[UPDATE] From CalChiro’s Managed Care & Insurance Committee Regarding Advocacy Activities for 2020
January 9, 2020
The Managed Care & Insurance Committee (MCIC) will continue its
advocacy activities with stakeholders that either manage services
provided by doctors of chiropractic, regulate the health plan
industry, as well as other public policy decision-makers.
Currently, we have request letters to Cigna and Blue Cross on a
variety of issues related to coding and denial language of
services, and Blue Shield on the delegation to ASH for services
providers to select Blue Shield PPO markets. It should be noted
that according to Blue Shield, not all PPO plans will be managed
by ASH, and therefore, those Blue Shield-contracted providers
should retain their contract status. There remain several
outstanding issues from 2019 related to ASH policy/procedures,
and we will engage with their leadership on these matters,
including some provider confusion related to the Blue Shield/ASH
As we have noted previously, the MCIC will continue our meetings with stakeholders regarding Covered CA. Recently, the Governor created the Health California of All Commission. CalChiro will be in attendance at each meeting and offer information relative to the inclusion of the chiropractic profession’s participation in crafting health care policy. Of interest is several of the commission members, legislative appointees, and ex-officio members have a long history with CalChiro, including presentations to CalChiro conferences and meetings as well as assisting in legislative activities.

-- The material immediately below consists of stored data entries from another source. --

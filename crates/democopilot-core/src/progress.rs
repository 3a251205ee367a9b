//! Read-only progress projection.

use serde::{Deserialize, Serialize};
use uuid::Uuid;

use crate::state::SessionState;

/// Short summary of the most recently completed step.
#[derive(Debug, Clone, PartialEq, Eq, Serialize, Deserialize)]
pub struct StepSummary {
    /// Step name.
    pub name: String,
    /// Number of actions in the step.
    pub actions: usize,
    /// Number of actions that failed.
    pub failures: usize,
    /// Narration drift (measured − estimated) in milliseconds.
    pub drift_ms: i64,
}

/// Point-in-time view of a session for external observers.
///
/// Regenerated on demand and never used as the source of truth.
#[derive(Debug, Clone, PartialEq, Serialize, Deserialize)]
pub struct ProgressSnapshot {
    /// Session identifier.
    pub session_id: Uuid,
    /// Lifecycle state.
    pub state: SessionState,
    /// 1-based number of the current step, if one has started.
    pub step_number: Option<usize>,
    /// Name of the current step, if one has started.
    pub step_name: Option<String>,
    /// Number of steps in the script.
    pub total_steps: usize,
    /// Completion percentage in `[0, 100]`.
    pub percent_complete: f64,
    /// Wall-clock seconds since start, excluding paused time.
    pub elapsed_active_seconds: f64,
    /// Questions answered so far.
    pub questions_answered: u32,
    /// Pauses taken so far.
    pub pauses_taken: u32,
    /// Customer name, if known.
    #[serde(default, skip_serializing_if = "Option::is_none")]
    pub customer_name: Option<String>,
    /// Summary of the most recently completed step.
    #[serde(default, skip_serializing_if = "Option::is_none")]
    pub last_step: Option<StepSummary>,
    /// Fatal error retained from a failed session.
    #[serde(default, skip_serializing_if = "Option::is_none")]
    pub last_error: Option<String>,
}
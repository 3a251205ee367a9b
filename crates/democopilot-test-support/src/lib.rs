//! Shared test mocks and utilities for the Demo Copilot engine.

mod browser;
mod clock;
mod language_model;
mod observer;
mod provider;
mod speech;

pub use browser::{BrowserCall, RecordingBrowser};
pub use clock::{FixedClock, ManualClock, TokioClock};
pub use language_model::{FailingLanguageModel, ScriptedLanguageModel};
pub use observer::RecordingObserver;
pub use provider::StaticProvider;
pub use speech::{FailingSpeech, MutedSpeech, ScriptedSpeech, SilentSpeech};
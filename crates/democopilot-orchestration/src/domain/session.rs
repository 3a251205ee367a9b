//! The demo session aggregate.

use chrono::{DateTime, TimeDelta, Utc};
use democopilot_core::clock::Clock;
use democopilot_core::error::{DomainError, FatalCollaboratorFailure};
use democopilot_core::state::SessionState;
use serde::{Deserialize, Serialize};
use uuid::Uuid;

/// Who the walkthrough is being given to.
#[derive(Debug, Clone, Default, PartialEq, Eq, Serialize, Deserialize)]
pub struct CustomerInfo {
    /// Customer's name.
    #[serde(default)]
    pub name: Option<String>,
    /// Customer's email address.
    #[serde(default)]
    pub email: Option<String>,
    /// Customer's company.
    #[serde(default)]
    pub company: Option<String>,
}

/// One customer's run of a demo script.
///
/// Holds the lifecycle state and the counters progress is computed from.
/// Every transition is validated here; callers serialize access.
#[derive(Debug, Clone)]
pub struct DemoSession {
    /// Session identifier.
    pub id: Uuid,
    pub(crate) state: SessionState,
    /// Zero-based index of the step most recently entered.
    pub(crate) step_cursor: Option<usize>,
    pub(crate) current_step: Option<String>,
    /// Highest index of a step that ran to completion.
    pub(crate) completed_through: Option<usize>,
    pub(crate) accumulated_paused: TimeDelta,
    pub(crate) paused_at: Option<DateTime<Utc>>,
    pub(crate) created_at: DateTime<Utc>,
    pub(crate) started_at: Option<DateTime<Utc>>,
    pub(crate) ended_at: Option<DateTime<Utc>>,
    /// Set once `stop` has been called. A stopped session never starts.
    pub(crate) stopped: bool,
    pub(crate) questions_answered: u32,
    pub(crate) pauses_taken: u32,
    pub(crate) customer: CustomerInfo,
    pub(crate) last_error: Option<String>,
}

impl DemoSession {
    /// Creates an idle session.
    #[must_use]
    pub fn new(id: Uuid, customer: CustomerInfo, clock: &dyn Clock) -> Self {
        Self {
            id,
            state: SessionState::Idle,
            step_cursor: None,
            current_step: None,
            completed_through: None,
            accumulated_paused: TimeDelta::zero(),
            paused_at: None,
            created_at: clock.now(),
            started_at: None,
            ended_at: None,
            stopped: false,
            questions_answered: 0,
            pauses_taken: 0,
            customer,
            last_error: None,
        }
    }

    /// Current lifecycle state.
    #[must_use]
    pub fn state(&self) -> SessionState {
        self.state
    }

    /// Zero-based index of the step most recently entered.
    #[must_use]
    pub fn step_cursor(&self) -> Option<usize> {
        self.step_cursor
    }

    /// Name of the step most recently entered.
    #[must_use]
    pub fn current_step(&self) -> Option<&str> {
        self.current_step.as_deref()
    }

    /// Highest index of a step that ran to completion.
    #[must_use]
    pub fn completed_through(&self) -> Option<usize> {
        self.completed_through
    }

    /// Total time spent in completed pauses.
    #[must_use]
    pub fn accumulated_paused(&self) -> TimeDelta {
        self.accumulated_paused
    }

    /// When the session was created.
    #[must_use]
    pub fn created_at(&self) -> DateTime<Utc> {
        self.created_at
    }

    /// Questions answered so far.
    #[must_use]
    pub fn questions_answered(&self) -> u32 {
        self.questions_answered
    }

    /// Pauses taken so far.
    #[must_use]
    pub fn pauses_taken(&self) -> u32 {
        self.pauses_taken
    }

    /// Customer details.
    #[must_use]
    pub fn customer(&self) -> &CustomerInfo {
        &self.customer
    }

    /// The fatal error that failed the session, if any.
    #[must_use]
    pub fn last_error(&self) -> Option<&str> {
        self.last_error.as_deref()
    }

    /// Returns `true` once `stop` has been called.
    #[must_use]
    pub fn is_stopped(&self) -> bool {
        self.stopped
    }

    /// `Idle` → `Starting`.
    ///
    /// # Errors
    ///
    /// Returns `DomainError::InvalidTransition` unless the session is idle
    /// and has never been started or stopped.
    pub fn begin(&mut self) -> Result<(), DomainError> {
        if self.state != SessionState::Idle || self.stopped || self.started_at.is_some() {
            return Err(self.rejected("start"));
        }
        self.state = SessionState::Starting;
        Ok(())
    }

    /// `Starting` → `Running`. Returns `false` if the session left
    /// `Starting` in the meantime.
    pub fn mark_running(&mut self, clock: &dyn Clock) -> bool {
        if self.state != SessionState::Starting {
            return false;
        }
        self.state = SessionState::Running;
        self.started_at = Some(clock.now());
        true
    }

    /// `Running` → `Paused`.
    ///
    /// # Errors
    ///
    /// Returns `DomainError::InvalidTransition` unless the session is running.
    pub fn pause(&mut self, clock: &dyn Clock) -> Result<(), DomainError> {
        if self.state != SessionState::Running {
            return Err(self.rejected("pause"));
        }
        self.state = SessionState::Paused;
        self.paused_at = Some(clock.now());
        self.pauses_taken += 1;
        Ok(())
    }

    /// `Paused` → `Running`, folding the pause into the paused total.
    ///
    /// # Errors
    ///
    /// Returns `DomainError::InvalidTransition` unless the session is paused.
    pub fn resume(&mut self, clock: &dyn Clock) -> Result<(), DomainError> {
        if self.state != SessionState::Paused {
            return Err(self.rejected("resume"));
        }
        self.fold_pause(clock);
        self.state = SessionState::Running;
        Ok(())
    }

    /// `Running` → `AnsweringQuestion`.
    ///
    /// # Errors
    ///
    /// Returns `DomainError::InvalidTransition` unless the session is running.
    pub fn raise_question(&mut self) -> Result<(), DomainError> {
        if self.state != SessionState::Running {
            return Err(self.rejected("ask a question"));
        }
        self.state = SessionState::AnsweringQuestion;
        Ok(())
    }

    /// Records an answered question and returns to `Running`. Returns
    /// `false` if the session was no longer answering.
    pub fn finish_question(&mut self) -> bool {
        self.questions_answered += 1;
        if self.state != SessionState::AnsweringQuestion {
            return false;
        }
        self.state = SessionState::Running;
        true
    }

    /// Moves the cursor onto the step at `index`.
    pub fn enter_step(&mut self, index: usize, name: &str) {
        self.step_cursor = Some(index);
        self.current_step = Some(name.to_owned());
    }

    /// Marks the step at `index` as completed.
    ///
    /// After a backward jump a step may complete below an index already
    /// reached; the high-water mark is kept.
    pub fn complete_step(&mut self, index: usize) {
        self.completed_through = Some(self.completed_through.map_or(index, |done| done.max(index)));
    }

    /// `Running` → `Completed`. Returns `false` if the session was not running.
    pub fn complete(&mut self, clock: &dyn Clock) -> bool {
        if self.state != SessionState::Running {
            return false;
        }
        self.state = SessionState::Completed;
        self.ended_at = Some(clock.now());
        true
    }

    /// Any active state → `Failed`, retaining the cause. Returns `false` if
    /// the session was already idle or terminal.
    pub fn fail(&mut self, failure: &FatalCollaboratorFailure, clock: &dyn Clock) -> bool {
        if !self.is_active() {
            return false;
        }
        self.fold_pause(clock);
        self.state = SessionState::Failed;
        self.last_error = Some(failure.to_string());
        self.ended_at = Some(clock.now());
        true
    }

    /// Any active state → `Idle`. Returns `true` if the state changed.
    ///
    /// Stopping an idle or terminal session changes nothing, but an idle
    /// session that was never started can no longer be started afterwards.
    pub fn stop(&mut self, clock: &dyn Clock) -> bool {
        if self.state.is_terminal() {
            return false;
        }
        self.stopped = true;
        if !self.is_active() {
            return false;
        }
        self.fold_pause(clock);
        self.state = SessionState::Idle;
        self.ended_at = Some(clock.now());
        true
    }

    /// Wall-clock time since the session started running, excluding every
    /// pause including one still in progress.
    #[must_use]
    pub fn elapsed_active(&self, clock: &dyn Clock) -> TimeDelta {
        let Some(started_at) = self.started_at else {
            return TimeDelta::zero();
        };
        let end = self.ended_at.unwrap_or_else(|| clock.now());
        let ongoing = self
            .paused_at
            .map_or(TimeDelta::zero(), |paused_at| (end - paused_at).max(TimeDelta::zero()));
        (end - started_at - self.accumulated_paused - ongoing).max(TimeDelta::zero())
    }

    fn is_active(&self) -> bool {
        matches!(
            self.state,
            SessionState::Starting
                | SessionState::Running
                | SessionState::Paused
                | SessionState::AnsweringQuestion
        )
    }

    fn fold_pause(&mut self, clock: &dyn Clock) {
        if let Some(paused_at) = self.paused_at.take() {
            self.accumulated_paused += clock.since(paused_at);
        }
    }

    fn rejected(&self, operation: &'static str) -> DomainError {
        DomainError::InvalidTransition {
            operation,
            state: self.state,
        }
    }
}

January is a particularly challenging time of year related to full service health plans and the delegated entities that manage certain benefits. These challenges include, but are not limited to eligibility determination and verification of benefits, including deductibles. As we have stated previously, CalChiro cannot advocate on behalf of each provider. However, certainly if a global issue is identified that adversely effects all CA-based doctors of chiropractic, CalChiro should be notified and we can initiate discussion with the health plan, or its’ delegated entity. If resolution is not available at that level, presentation of documents and in-person meetings with regulatory personnel will be scheduled.